On May, 1 1865, Union infantry, freed slaves, teachers and preachers, staged a parade of 10,000 on the track. The procession was led by 3,000 black schoolchildren carrying armloads of roses and singing the Union marching song “John Brown’s Body.” Several hundred black women followed with baskets of flowers, wreaths and crosses. Within the cemetery enclosure a black children’s choir sang “We’ll Rally Around the Flag,” the “Star-Spangled Banner” and spirituals before a series of black ministers read from the Bible.

After the dedication the crowd dispersed into the infield and did what many of us do on Memorial Day: enjoyed picnics, listened to speeches and watched soldiers drill. Among the full brigade of Union infantrymen participating were the famous 54th Massachusetts and the 34th and 104th United States Colored Troops, who performed a special double-columned march around the gravesite. The war was over, and Memorial Day had been founded by African-Americans in a ritual of remembrance and consecration.

The old racetrack is gone, but an oval roadway survives on the site in Hampton Park, named for Wade Hampton, former Confederate general and the governor of South Carolina after the end of Reconstruction. The old gravesite of the Martyrs of the Race Course is gone too; they were reinterred in the 1880s at a national cemetery in Beaufort, S.C.

Officially, as a national holiday, Memorial Day emerged in 1868 when General John A. Logan, commander-in-chief of the Grand Army of the Republic, the Union veterans organization, called on all former northern soldiers and their communities to conduct ceremonies and decorate graves of their dead comrades.

- summarized from a very detailed article written by David Blight.


RE: The origins of Memorial Day - RJNorton - 05-27-2016 05:59 AM

"And they who for their country die,
Shall fill an honored grave.
For glory lights the soldier's tomb,
And beauty weeps the brave."

---Joseph Drake


RE: The origins of Memorial Day - LincolnMan - 05-27-2016 06:44 AM

Very nice Roger.
As always, I will be observing Memorial Day in ceremonies with my Sons of Union Veterans camp.


RE: The origins of Memorial Day - RJNorton - 05-28-2016 07:32 AM

Memorial Day ceremony at President Lincoln's Cottage:

https://www.washingtonpost.com/news/house-divided/wp/2016/05/27/memorial-day-ceremony-planned-at-civil-war-cemetery-with-ties-to-lincoln/


RE: The origins of Memorial Day - PaigeBooth - 05-28-2016 03:26 PM

In honor of Memorial Day, I had the pleasure of speaking to a group of Veterans about keeping their story alive. Such an amazing opportunity:


RE: The origins of Memorial Day - RJNorton - 05-28-2016 04:03 PM

That is terrific, Paige!


RE: The origins of Memorial Day - BettyO - 05-28-2016 04:23 PM

Wonderful Paige! It's great when our young folk keep history alive!


RE: The origins of Memorial Day - HerbS - 05-28-2016 05:23 PM

Waterloo,NY held the first Memorial Day parade after the Civil War!

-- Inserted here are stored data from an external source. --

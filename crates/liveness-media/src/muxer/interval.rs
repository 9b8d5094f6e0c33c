use std::fs::File;
use std::path::{Path, PathBuf};
use std::sync::Arc;

use liveness_core::Clock;

use super::{LivenessMuxer, MuxerConfig, MuxerError};
use crate::codec::{BufferInfo, VideoFormat};
use crate::container::{ClusterWriter, ContainerWriter};
use crate::segment::{OnMuxedSegment, SegmentTracker};

/// Streaming-container backend. Notifies opportunistically before each write
/// once the minimum chunk interval has passed, regardless of frame type.
pub struct IntervalMuxer {
    min_chunk_interval_ms: i64,
    first_chunk_min_bytes: u64,
    clock: Arc<dyn Clock>,
    writer: Option<Box<dyn ContainerWriter>>,
    tracker: Option<SegmentTracker>,
    output: Option<PathBuf>,
    /// Starts at zero so the first write is eligible to notify.
    last_notification_ms: i64,
}

impl IntervalMuxer {
    pub fn new(config: &MuxerConfig, clock: Arc<dyn Clock>) -> Self {
        Self {
            min_chunk_interval_ms: config.min_chunk_interval_ms as i64,
            first_chunk_min_bytes: config.interval_first_chunk_min_bytes,
            clock,
            writer: None,
            tracker: None,
            output: None,
            last_notification_ms: 0,
        }
    }
}

impl LivenessMuxer for IntervalMuxer {
    fn start(
        &mut self,
        output: &Path,
        format: &VideoFormat,
        on_segment: OnMuxedSegment,
    ) -> Result<(), MuxerError> {
        let file = File::create(output)?;
        self.output = Some(output.to_path_buf());
        self.tracker = Some(SegmentTracker::open(
            output,
            self.first_chunk_min_bytes,
            self.clock.now_ms(),
            on_segment,
        )?);
        self.writer = Some(Box::new(ClusterWriter::new(file, format)?));
        Ok(())
    }

    fn write(&mut self, data: &[u8], info: &BufferInfo) {
        let now = self.clock.now_ms();
        if now - self.last_notification_ms >= self.min_chunk_interval_ms {
            if let Some(tracker) = self.tracker.as_mut() {
                if tracker.notify_chunk() {
                    self.last_notification_ms = now;
                    tracker.set_chunk_start(now);
                }
            }
        }

        let written = match self.writer.as_mut() {
            Some(writer) => writer.write_sample(data, info),
            None => Err(MuxerError::NotStarted),
        };
        if let Err(e) = written {
            tracing::error!(error = %e, "failed to write encoded sample to muxer; dropping frame");
        }
    }

    fn stop(&mut self) {
        if let Some(mut writer) = self.writer.take() {
            if let Err(e) = writer.finish() {
                tracing::debug!(error = %e, "muxer close failed");
            }
        }
        if let Some(mut tracker) = self.tracker.take() {
            tracker.notify_chunk();
        }
        if let Some(path) = self.output.take() {
            if let Err(e) = std::fs::remove_file(&path) {
                tracing::debug!(error = %e, path = %path.display(), "failed to delete staging file");
            }
        }
    }
}

#[cfg(test)]
mod tests {
    use super::super::test_support::*;
    use super::*;
    use crate::codec::VideoCodec;
    use liveness_core::ManualClock;

    #[test]
    fn test_first_chunk_waits_for_floor_then_interval_gates() {
        let clock = Arc::new(ManualClock::new(50_000));
        let mut muxer = IntervalMuxer::new(&MuxerConfig::default(), Arc::clone(&clock) as Arc<dyn Clock>);
        let path = staging_path("interval-floor");
        let (on_segment, sent) = collector();
        muxer.start(&path, &format(VideoCodec::Vp8), on_segment).unwrap();

        // Each 4 000-byte sample adds 4 020 bytes (plus 12 for a cluster).
        muxer.write(&[1u8; 4_000], &BufferInfo::keyframe(0));
        clock.advance(200);
        muxer.write(&[1u8; 4_000], &BufferInfo::delta(1));
        assert!(sent.lock().unwrap().is_empty());

        clock.advance(200);
        muxer.write(&[1u8; 4_000], &BufferInfo::delta(2));
        assert!(sent.lock().unwrap().is_empty());

        clock.advance(200);
        muxer.write(&[1u8; 4_000], &BufferInfo::delta(3));
        assert_eq!(sent.lock().unwrap().len(), 1);
        assert_eq!(sent.lock().unwrap()[0].start_ms, 50_000);

        // Within the minimum interval: no notification.
        clock.advance(50);
        muxer.write(&[1u8; 4_000], &BufferInfo::delta(4));
        assert_eq!(sent.lock().unwrap().len(), 1);

        clock.advance(50);
        muxer.write(&[1u8; 4_000], &BufferInfo::delta(5));
        assert_eq!(sent.lock().unwrap().len(), 2);
        assert_eq!(sent.lock().unwrap()[1].start_ms, 50_600);

        muxer.stop();
        let sent = sent.lock().unwrap();
        assert_eq!(sent.len(), 3);
        let total: usize = sent.iter().map(|s| s.bytes.len()).sum();
        assert_eq!(total, 18 + 12 + 6 * 4_020);
        assert!(!path.exists());
    }

    #[test]
    fn test_small_stream_never_reaches_first_chunk_floor() {
        let clock = Arc::new(ManualClock::new(10_000));
        let mut muxer = IntervalMuxer::new(&MuxerConfig::default(), Arc::clone(&clock) as Arc<dyn Clock>);
        let path = staging_path("interval-small");
        let (on_segment, sent) = collector();
        muxer.start(&path, &format(VideoCodec::Vp9), on_segment).unwrap();
        for i in 0..5 {
            clock.advance(150);
            muxer.write(&[2u8; 100], &BufferInfo::delta(i));
        }
        muxer.stop();
        assert!(sent.lock().unwrap().is_empty());
        assert!(!path.exists());
    }

    #[test]
    fn test_stop_sends_tail_and_deletes_file_when_close_fails() {
        let clock = Arc::new(ManualClock::new(50_000));
        let mut muxer = IntervalMuxer::new(&MuxerConfig::default(), Arc::clone(&clock) as Arc<dyn Clock>);
        let path = staging_path("interval-close-fails");
        let (on_segment, sent) = collector();
        muxer.start(&path, &format(VideoCodec::Vp8), on_segment).unwrap();

        muxer.write(&[4u8; 4_000], &BufferInfo::keyframe(0));
        muxer.write(&[4u8; 4_000], &BufferInfo::delta(1));
        muxer.write(&[4u8; 4_000], &BufferInfo::delta(2));
        assert!(sent.lock().unwrap().is_empty());

        muxer.writer = Some(Box::new(FailingWriter));
        muxer.stop();

        let sent = sent.lock().unwrap();
        assert_eq!(sent.len(), 1);
        assert_eq!(sent[0].bytes.len(), 18 + 12 + 3 * 4_020);
        assert!(!path.exists());
    }
}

Monday,there will be a huge cellebration of the anniversary of the parade! My friend[historian]from Canandaigua,NY is originially from Waterloo,NY.He says that that Waterloo,NY will be very crowded during the cellebration!Stay away from the traffic and crowds!

Lincoln Man! The B-24 was often called a flying coffin!

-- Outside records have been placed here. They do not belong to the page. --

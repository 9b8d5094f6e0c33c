use std::fs::File;
use std::io::{Read, Seek, SeekFrom};
use std::path::Path;
use std::sync::Arc;

/// A byte range of the staging file, ready to upload.
#[derive(Debug, Clone, PartialEq, Eq)]
pub struct MuxedSegment {
    pub bytes: Vec<u8>,
    /// Wall-clock time (epoch ms) at which this chunk started accumulating.
    pub start_ms: i64,
}

pub type OnMuxedSegment = Arc<dyn Fn(MuxedSegment) + Send + Sync>;

/// Follows a growing staging file through a second read handle and hands
/// out whatever has not been sent yet.
pub struct SegmentTracker {
    reader: File,
    offset: u64,
    first_chunk_min_bytes: u64,
    chunk_start_ms: i64,
    on_segment: OnMuxedSegment,
}

impl SegmentTracker {
    pub fn open(
        path: &Path,
        first_chunk_min_bytes: u64,
        chunk_start_ms: i64,
        on_segment: OnMuxedSegment,
    ) -> std::io::Result<Self> {
        Ok(Self {
            reader: File::open(path)?,
            offset: 0,
            first_chunk_min_bytes,
            chunk_start_ms,
            on_segment,
        })
    }

    /// Bytes handed out so far.
    pub fn offset(&self) -> u64 {
        self.offset
    }

    pub fn set_chunk_start(&mut self, start_ms: i64) {
        self.chunk_start_ms = start_ms;
    }

    /// Emit the unsent tail of the file. Returns whether a segment was sent.
    ///
    /// Nothing is sent when there are no new bytes, or when this would be the
    /// first chunk and it is still smaller than the configured floor.
    pub fn notify_chunk(&mut self) -> bool {
        match self.read_unsent() {
            Ok(Some(bytes)) => {
                tracing::trace!(bytes = bytes.len(), offset = self.offset, "muxed segment ready");
                (self.on_segment)(MuxedSegment {
                    bytes,
                    start_ms: self.chunk_start_ms,
                });
                true
            }
            Ok(None) => false,
            Err(e) => {
                tracing::warn!(error = %e, "unable to read muxed segment");
                false
            }
        }
    }

    fn read_unsent(&mut self) -> std::io::Result<Option<Vec<u8>>> {
        let length = self.reader.metadata()?.len();
        let unsent = length.saturating_sub(self.offset);
        if unsent == 0 || (self.offset == 0 && unsent < self.first_chunk_min_bytes) {
            return Ok(None);
        }
        let mut bytes = vec![0u8; unsent as usize];
        self.reader.seek(SeekFrom::Start(self.offset))?;
        self.reader.read_exact(&mut bytes)?;
        self.offset += unsent;
        Ok(Some(bytes))
    }
}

RE: The origins of Memorial Day - Eva Elisabeth - 05-29-2016 02:51 AM

(05-28-2016 03:26 PM)PaigeBooth Wrote:  In honor of Memorial Day, I had the pleasure of speaking to a group of Veterans about keeping their story alive. Such an amazing opportunity:
That's great, Paige!!! I bet the veterans were amazed, too, to see such a young lady speaking on the topic!

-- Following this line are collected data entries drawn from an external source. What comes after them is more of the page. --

//! Challenge payloads, outgoing events and the user-visible check state.

use serde::{Deserialize, Serialize};

/// Axis-aligned rectangle in frame pixel coordinates.
#[derive(Debug, Clone, Copy, PartialEq, Default, Serialize, Deserialize)]
pub struct RectF {
    pub left: f32,
    pub top: f32,
    pub right: f32,
    pub bottom: f32,
}

impl RectF {
    pub const fn new(left: f32, top: f32, right: f32, bottom: f32) -> Self {
        Self {
            left,
            top,
            right,
            bottom,
        }
    }

    pub fn width(&self) -> f32 {
        self.right - self.left
    }

    pub fn height(&self) -> f32 {
        self.bottom - self.top
    }

    pub fn center_x(&self) -> f32 {
        (self.left + self.right) / 2.0
    }

    pub fn center_y(&self) -> f32 {
        (self.top + self.bottom) / 2.0
    }
}

/// A single facial landmark point.
#[derive(Debug, Clone, Copy, PartialEq, Default, Serialize, Deserialize)]
pub struct Landmark {
    pub x: f32,
    pub y: f32,
}

impl Landmark {
    pub const fn new(x: f32, y: f32) -> Self {
        Self { x, y }
    }
}

#[derive(Debug, Clone, Copy, PartialEq, Eq, Hash, Serialize, Deserialize)]
pub struct RgbColor {
    pub red: u8,
    pub green: u8,
    pub blue: u8,
}

impl RgbColor {
    pub const fn new(red: u8, green: u8, blue: u8) -> Self {
        Self { red, green, blue }
    }
}

/// One entry of a color challenge: what to show and for how long.
#[derive(Debug, Clone, Copy, PartialEq, Serialize, Deserialize)]
pub struct ColorSpec {
    pub color: RgbColor,
    pub duration_ms: u64,
    #[serde(default)]
    pub should_scroll: bool,
}

/// Thresholds the service uses to decide that a face "fits" the oval.
///
/// Width/height thresholds are fractions of the oval's width/height.
#[derive(Debug, Clone, Copy, PartialEq, Serialize, Deserialize)]
pub struct FaceTargetMatchingParameters {
    pub target_iou_threshold: f32,
    pub target_iou_width_threshold: f32,
    pub target_iou_height_threshold: f32,
    pub face_iou_width_threshold: f32,
    pub face_iou_height_threshold: f32,
    /// Faces at or above this distance value are considered too close.
    pub face_distance_threshold_min: f32,
    pub oval_fit_timeout_ms: u64,
}

/// The oval target the user's face must be brought into.
#[derive(Debug, Clone, Copy, PartialEq, Serialize, Deserialize)]
pub struct FaceTargetChallenge {
    pub target_center_x: f32,
    pub target_center_y: f32,
    pub target_width: f32,
    pub target_height: f32,
    pub matching: FaceTargetMatchingParameters,
}

#[derive(Debug, Clone, Copy, PartialEq, Eq, Serialize, Deserialize)]
#[serde(rename_all = "snake_case")]
pub enum ColorChallengeType {
    Sequential,
    #[serde(other)]
    Unknown,
}

#[derive(Debug, Clone, PartialEq, Serialize, Deserialize)]
pub struct ColorChallenge {
    pub challenge_id: String,
    pub challenge_type: ColorChallengeType,
    pub colors: Vec<ColorSpec>,
}

#[derive(Debug, Clone, PartialEq, Serialize, Deserialize)]
#[serde(tag = "type", rename_all = "snake_case")]
pub enum SessionChallenge {
    FaceTarget(FaceTargetChallenge),
    Color(ColorChallenge),
}

/// Challenge payload delivered once per session by the transport.
#[derive(Debug, Clone, PartialEq, Serialize, Deserialize)]
pub struct FaceLivenessSession {
    pub challenge_id: String,
    #[serde(default)]
    pub challenges: Vec<SessionChallenge>,
}

impl FaceLivenessSession {
    /// First face-target challenge in the payload, if any.
    pub fn face_target_challenge(&self) -> Option<&FaceTargetChallenge> {
        self.challenges.iter().find_map(|c| match c {
            SessionChallenge::FaceTarget(t) => Some(t),
            SessionChallenge::Color(_) => None,
        })
    }

    /// First color challenge in the payload, if any.
    pub fn color_challenge(&self) -> Option<&ColorChallenge> {
        self.challenges.iter().find_map(|c| match c {
            SessionChallenge::Color(c) => Some(c),
            SessionChallenge::FaceTarget(_) => None,
        })
    }
}

/// Events the engine sends back to the verification service.
#[derive(Debug, Clone, PartialEq, Serialize, Deserialize)]
#[serde(tag = "event", rename_all = "snake_case")]
pub enum ChallengeResponseEvent {
    InitialFaceDetected {
        challenge_id: String,
        face_rect: RectF,
        timestamp_ms: i64,
    },
    FaceTargetChallengeResponse {
        challenge_id: String,
        target_rect: RectF,
        start_timestamp_ms: i64,
        end_timestamp_ms: i64,
    },
    ColorChallengeResponse {
        challenge_id: String,
        current_color: RgbColor,
        previous_color: RgbColor,
        sequence_number: usize,
        color_start_ms: i64,
    },
}

/// A chunk of muxed video. An empty payload marks the end of the stream.
#[derive(Debug, Clone, PartialEq, Eq)]
pub struct VideoEvent {
    pub bytes: Vec<u8>,
    pub timestamp_ms: i64,
}

impl VideoEvent {
    pub fn end_of_stream(timestamp_ms: i64) -> Self {
        Self {
            bytes: Vec::new(),
            timestamp_ms,
        }
    }

    pub fn is_end_of_stream(&self) -> bool {
        self.bytes.is_empty()
    }
}

/// UI guidance attached to a check state. Carries no transition logic.
#[derive(Debug, Clone, Copy, PartialEq, Eq, Serialize, Deserialize)]
#[serde(rename_all = "snake_case")]
pub enum InstructionPrompt {
    Connecting,
    MoveFace,
    MultipleFaces,
    MoveFaceFurtherAway,
    MoveFaceCloser,
    MoveFaceLeft,
    MoveFaceRight,
    MoveFaceUp,
    MoveFaceDown,
    HoldFaceDuringFreshness,
    Verifying,
}

impl InstructionPrompt {
    pub fn message(&self) -> &'static str {
        match self {
            Self::Connecting => "Connecting...",
            Self::MoveFace => "Move face to fit in oval",
            Self::MultipleFaces => "Only one face per check",
            Self::MoveFaceFurtherAway => "Move face further away",
            Self::MoveFaceCloser => "Move closer",
            Self::MoveFaceLeft => "Move face left",
            Self::MoveFaceRight => "Move face right",
            Self::MoveFaceUp => "Move face up",
            Self::MoveFaceDown => "Move face down",
            Self::HoldFaceDuringFreshness => "Hold face position during colored lights",
            Self::Verifying => "Verifying...",
        }
    }
}

#[derive(Debug, Clone, PartialEq, Serialize)]
#[serde(tag = "state", content = "detail", rename_all = "snake_case")]
pub enum LivenessCheckState {
    Initial(Option<InstructionPrompt>),
    Running(Option<InstructionPrompt>),
    Success(RectF),
    Error,
}

impl LivenessCheckState {
    pub fn is_initial(&self) -> bool {
        matches!(self, Self::Initial(_))
    }

    pub fn is_running(&self) -> bool {
        matches!(self, Self::Running(_))
    }

    pub fn is_terminal(&self) -> bool {
        matches!(self, Self::Success(_) | Self::Error)
    }

    pub fn prompt(&self) -> Option<InstructionPrompt> {
        match self {
            Self::Initial(p) | Self::Running(p) => *p,
            Self::Success(_) => Some(InstructionPrompt::Verifying),
            Self::Error => None,
        }
    }
}

impl Default for LivenessCheckState {
    fn default() -> Self {
        Self::Initial(None)
    }
}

RE: The origins of Memorial Day - LincolnMan - 05-30-2016 06:15 AM

A lot of Abraham Lincoln presenters are out there this Memorial Day weekend in various events. It's good to see. The look in little children's eyes as they talk with them is very heartwarming.


RE: The origins of Memorial Day - BettyO - 05-30-2016 09:52 AM

Supposedly Memorial Day was began to remember those who fell in the Civil War - North and South about 1866. It was said to originate in Hollywood Cemetery, Richmond, VA -

Lest we forget those who have served in ALL wars - now more than ever!